# Ladies BSA



## RidgeWalker (Jun 9, 2018)

Just acquired an all original and complete ladies BSA.  This bike has the optional twist grip for the BSA 3-speed.  As far as I've been able to determine the twist grip was only offered from '50-56, before BSA was acquired by Raleigh in '57.  The original Dunlop tires are on the bike; I pumped them to about 40 pounds and took the bike for a quick spin.
Often people assume BSA 3-speed hubs are the same as Sturmey Archer.  They are completely different internally than all but the earliest Sturmey Archer hubs.  In fact BSAs shift "backwards", meaning that when the cable is fully tensioned the hub is in high gear rather than low gear as in a Sturmey Archer hub.


----------



## bulldog1935 (Jun 9, 2018)

BSA IGH is the same as Sturmey Archer X - parts are interchangeable, and was built under license from SA, 1908-1956  



 

http://www.sturmey-archerheritage.com/index.php?page=history-detail&id=91


----------



## RidgeWalker (Jun 10, 2018)

I have never seen a Sturmey Archer X hub, let alone disassemble one.  I'd love to get that chance.
Agree that the BSA hubs were made until 1956 and that they were fundamentally the same as the Sturmey X type.
However, I believe Sturmey Archer ceased to make the X type in 1914. 
This opinion is based on my interpretation of the Type X section of "The Sturmey Archer Story" by Tony Hadland.  My interpretation may be incorrect.

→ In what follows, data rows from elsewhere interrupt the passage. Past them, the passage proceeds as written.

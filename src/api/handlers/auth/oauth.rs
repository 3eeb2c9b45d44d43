//! Federated login through the identity provider (authorization code + PKCE).
//!
//! Flow Overview:
//! 1) `GET /api/auth/{provider}` checks the provider against the allow-list,
//!    creates a PKCE verifier and a single-use flow id, and redirects to the
//!    provider's authorize URL. The callback URL carries the flow id.
//! 2) `GET /api/auth/callback/{provider}` takes the flow, exchanges the code
//!    with its verifier, mints an access token and redirects to the dashboard
//!    with the token in the URL fragment.
//!
//! Every failure on either leg is a redirect to the frontend login page with
//! `error=oauth_failed`; the browser never sees a 5xx from this flow.

use axum::{
    extract::{rejection::QueryRejection, ConnectInfo, Extension, Path, Query},
    http::{header::LOCATION, HeaderValue, StatusCode},
    response::{IntoResponse, Response},
};
use base64ct::{Base64UrlUnpadded, Encoding};
use rand::{rngs::OsRng, RngCore};
use sha2::{Digest, Sha256};
use std::net::SocketAddr;
use std::sync::Arc;
use tracing::{info, instrument, warn};
use uuid::Uuid;

use super::audit::{AuditAction, AuditEvent};
use super::guard::check_query_param;
use super::rate_limit::client_addr;
use super::state::AuthState;
use super::types::OAuthCallbackQuery;

const OAUTH_ERROR_CODE: &str = "oauth_failed";

#[utoipa::path(
    get,
    path = "/api/auth/{provider}",
    params(
        ("provider" = String, Path, description = "OAuth provider name, e.g. google or github")
    ),
    responses(
        (status = 302, description = "Redirect to the provider, or to the login page on failure")
    ),
    tag = "oauth"
)]
#[instrument(skip(auth_state))]
pub async fn start(
    Path(provider): Path<String>,
    Extension(auth_state): Extension<Arc<AuthState>>,
) -> Response {
    match authorize_location(&provider, &auth_state).await {
        Ok(location) => found(&location, &auth_state),
        Err(reason) => {
            warn!("OAuth start failed: {reason}");
            error_redirect(&auth_state)
        }
    }
}

#[utoipa::path(
    get,
    path = "/api/auth/callback/{provider}",
    params(
        ("provider" = String, Path, description = "OAuth provider name"),
        ("code" = Option<String>, Query, description = "Authorization code from the provider"),
        ("flow" = Option<String>, Query, description = "Flow id issued when the login started")
    ),
    responses(
        (status = 302, description = "Redirect to the dashboard with the access token in the fragment, or to the login page on failure")
    ),
    tag = "oauth"
)]
#[instrument(skip(auth_state, connect_info, query))]
pub async fn callback(
    Path(provider): Path<String>,
    connect_info: Option<ConnectInfo<SocketAddr>>,
    Extension(auth_state): Extension<Arc<AuthState>>,
    query: Result<Query<OAuthCallbackQuery>, QueryRejection>,
) -> Response {
    let query = match query {
        Ok(Query(query)) => query,
        Err(rejection) => {
            warn!("OAuth callback query rejected: {rejection}");
            return error_redirect(&auth_state);
        }
    };

    match complete(&provider, query, &auth_state).await {
        Ok((access_token, identity_id)) => {
            info!(provider = %provider, "OAuth login completed");
            auth_state.audit(AuditEvent::new(
                &identity_id,
                AuditAction::OAuthLogin,
                &provider,
                client_addr(connect_info.as_ref()),
            ));
            let location = format!(
                "{}/dashboard#access_token={access_token}",
                auth_state.config().frontend_base_url()
            );
            found(&location, &auth_state)
        }
        Err(reason) => {
            warn!("OAuth callback failed: {reason}");
            error_redirect(&auth_state)
        }
    }
}

async fn authorize_location(provider: &str, auth_state: &AuthState) -> Result<String, String> {
    check_query_param("provider", provider).map_err(|_| "malformed provider".to_string())?;
    let provider = provider.trim().to_lowercase();
    if !auth_state.config().oauth_provider_allowed(&provider) {
        return Err(format!("provider {provider} is not enabled"));
    }

    let verifier = generate_code_verifier();
    let challenge = code_challenge(&verifier);
    let flow_id = auth_state.oauth_flows().store(&provider, verifier).await;
    let redirect_to = format!(
        "{}/api/auth/callback/{provider}?flow={flow_id}",
        auth_state.config().public_base_url()
    );

    auth_state
        .provider()
        .authorize_url(&provider, &redirect_to, &challenge)
        .map(String::from)
        .map_err(|err| err.to_string())
}

async fn complete(
    provider: &str,
    query: OAuthCallbackQuery,
    auth_state: &AuthState,
) -> Result<(String, String), String> {
    if let Some(error) = query.error.as_deref() {
        return Err(format!("provider returned error: {error}"));
    }
    check_query_param("provider", provider).map_err(|_| "malformed provider".to_string())?;
    let code = query.code.ok_or_else(|| "missing code".to_string())?;
    check_query_param("code", &code).map_err(|_| "malformed code".to_string())?;
    let flow = query.flow.ok_or_else(|| "missing flow".to_string())?;
    check_query_param("flow", &flow).map_err(|_| "malformed flow".to_string())?;
    let flow_id = Uuid::parse_str(flow.trim()).map_err(|_| "malformed flow".to_string())?;

    let pending = auth_state
        .oauth_flows()
        .take(flow_id)
        .await
        .ok_or_else(|| "unknown or expired flow".to_string())?;
    if !pending.provider.eq_ignore_ascii_case(provider.trim()) {
        return Err("provider does not match flow".to_string());
    }

    let outcome = auth_state
        .provider()
        .exchange_code(code.trim(), &pending.verifier)
        .await
        .map_err(|err| err.to_string())?;
    let access_token = auth_state
        .issuer()
        .issue_access(&outcome.identity)
        .map_err(|err| err.to_string())?;
    Ok((access_token, outcome.identity.id))
}

/// 43-character PKCE verifier from 32 random bytes.
fn generate_code_verifier() -> String {
    let mut bytes = [0u8; 32];
    OsRng.fill_bytes(&mut bytes);
    Base64UrlUnpadded::encode_string(&bytes)
}

/// S256 challenge for `verifier`.
fn code_challenge(verifier: &str) -> String {
    Base64UrlUnpadded::encode_string(&Sha256::digest(verifier.as_bytes()))
}

fn found(location: &str, auth_state: &AuthState) -> Response {
    match HeaderValue::from_str(location) {
        Ok(value) => (StatusCode::FOUND, [(LOCATION, value)]).into_response(),
        Err(err) => {
            warn!("Unusable redirect location: {err}");
            error_redirect(auth_state)
        }
    }
}

fn error_redirect(auth_state: &AuthState) -> Response {
    let location = format!(
        "{}/login?error={OAUTH_ERROR_CODE}",
        auth_state.config().frontend_base_url()
    );
    match HeaderValue::from_str(&location) {
        Ok(value) => (StatusCode::FOUND, [(LOCATION, value)]).into_response(),
        Err(_) => StatusCode::BAD_REQUEST.into_response(),
    }
}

From the book "The 'new' three speed was merely a relaunch of the unnamed model which had formed the basis of the BSA hub.  It was now called the type X and continued in production until about 1914."


----------



## bulldog1935 (Jun 10, 2018)

if you read what SA says, they received a royalty on each one.
they went a different direction with newer designs, but BSA was building their X-design under license.


----------